Suddenly, the driver gasped. “The airport! We go!”
“No. No airport. Hotel, please.”
“You forget passport?”
“Something like that. But more important.”
He turned the car around, humming “The Girl from Ipanema.” I leaned back into the seat and imagined a future in Portugal, maybe teaching English instead of my new job at an ad agency, writing copy for toilet paper.
Back at the hotel, the driver tried to refuse my money.
“Please,” I said, pouting. “I’ll cry again.”
He laughed and finally accepted. “Obrigado,” he said over and over.
Then he pulled out a photo from his wallet. “My daughter. Bianca.”
I braced myself—what if she wasn’t beautiful? But I didn’t need to worry. Bianca was stunning: dark hair, thick lashes, red lips, and her father’s bright eyes.
“Linda,” I said.
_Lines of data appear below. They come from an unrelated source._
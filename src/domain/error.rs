//! Domain error types.

/// Top-level error type for etf-engine.
#[derive(Debug, thiserror::Error)]
pub enum EtfEngineError {
    #[error("failed to load {file}: {reason}")]
    DataFile { file: String, reason: String },

    #[error("price fetch failed for {ticker}: {reason}")]
    Fetch { ticker: String, reason: String },

    #[error("config parse error in {file}: {reason}")]
    ConfigParse { file: String, reason: String },

    #[error("missing config key [{section}] {key}")]
    ConfigMissing { section: String, key: String },

    #[error("invalid config value [{section}] {key}: {reason}")]
    ConfigInvalid {
        section: String,
        key: String,
        reason: String,
    },

    #[error("unknown phase '{0}' (expected growth, transition or paycheque)")]
    UnknownPhase(String),

    #[error("no ETF price data returned")]
    NoPriceData,

    #[error("no ETFs meet the minimum yield of {:.2}%", .min_yield * 100.0)]
    NoCandidates { min_yield: f64 },

    #[error("no ETFs match the {phase} phase categories")]
    EmptyPortfolio { phase: String },

    #[error("report error: {reason}")]
    Report { reason: String },

    #[error(transparent)]
    Io(#[from] std::io::Error),
}

impl EtfEngineError {
    /// True for the "nothing to show" states that halt a run without being
    /// caused by bad input.
    pub fn is_empty_result(&self) -> bool {
        matches!(
            self,
            EtfEngineError::NoPriceData
                | EtfEngineError::NoCandidates { .. }
                | EtfEngineError::EmptyPortfolio { .. }
        )
    }
}

impl From<&EtfEngineError> for std::process::ExitCode {
    fn from(err: &EtfEngineError) -> Self {
        let code: u8 = match err {
            EtfEngineError::Io(_) | EtfEngineError::Report { .. } => 1,
            EtfEngineError::ConfigParse { .. }
            | EtfEngineError::ConfigMissing { .. }
            | EtfEngineError::ConfigInvalid { .. }
            | EtfEngineError::UnknownPhase(_) => 2,
            EtfEngineError::DataFile { .. } => 3,
            EtfEngineError::Fetch { .. } => 4,
            EtfEngineError::NoPriceData
            | EtfEngineError::NoCandidates { .. }
            | EtfEngineError::EmptyPortfolio { .. } => 5,
        };
        std::process::ExitCode::from(code)
    }
}

#[cfg(test)]
mod tests {
    use super::*;

    #[test]
    fn no_candidates_message_shows_percent() {
        let err = EtfEngineError::NoCandidates { min_yield: 0.035 };
        assert_eq!(err.to_string(), "no ETFs meet the minimum yield of 3.50%");
    }

    #[test]
    fn empty_result_states() {
        assert!(EtfEngineError::NoPriceData.is_empty_result());
        assert!(
            EtfEngineError::EmptyPortfolio {
                phase: "Growth".into()
            }
            .is_empty_result()
        );
        assert!(!EtfEngineError::UnknownPhase("x".into()).is_empty_result());
    }

    #[test]
    fn exit_codes_by_family() {
        use std::process::ExitCode;
        assert_eq!(
            ExitCode::from(&EtfEngineError::NoPriceData),
            ExitCode::from(5)
        );
        assert_eq!(
            ExitCode::from(&EtfEngineError::ConfigMissing {
                section: "data".into(),
                key: "universe".into(),
            }),
            ExitCode::from(2)
        );
        assert_eq!(
            ExitCode::from(&EtfEngineError::DataFile {
                file: "x.csv".into(),
                reason: "missing".into(),
            }),
            ExitCode::from(3)
        );
    }
}
use clap::Parser;
use etf_engine::cli::{run, Cli};
use tracing_subscriber::EnvFilter;

fn main() -> std::process::ExitCode {
    tracing_subscriber::fmt()
        .with_env_filter(
            EnvFilter::try_from_default_env().unwrap_or_else(|_| EnvFilter::new("info")),
        )
        .with_writer(std::io::stderr)
        .with_target(false)
        .init();

    run(Cli::parse())
}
Lovely in Portuguese.
A loud American family swarmed the taxi before we had the chance to say a real goodbye. The father barked about flight delays, the mother snapped at the kids, and the trunk was slammed shut before the driver could even turn around. He caught my eye through the window and gave a small wave—fleeting and full of feeling.
In the elevator, as the floor numbers ticked upward, a name floated into my mind like a memory resurfacing from a dream: Dom Manuel. The last king of Portugal.
Outside the door, I paused. I could hear Eric pacing, the soft rhythm of his footsteps moving across the floor like a heartbeat. I took out my key. But before I could use it, the door opened.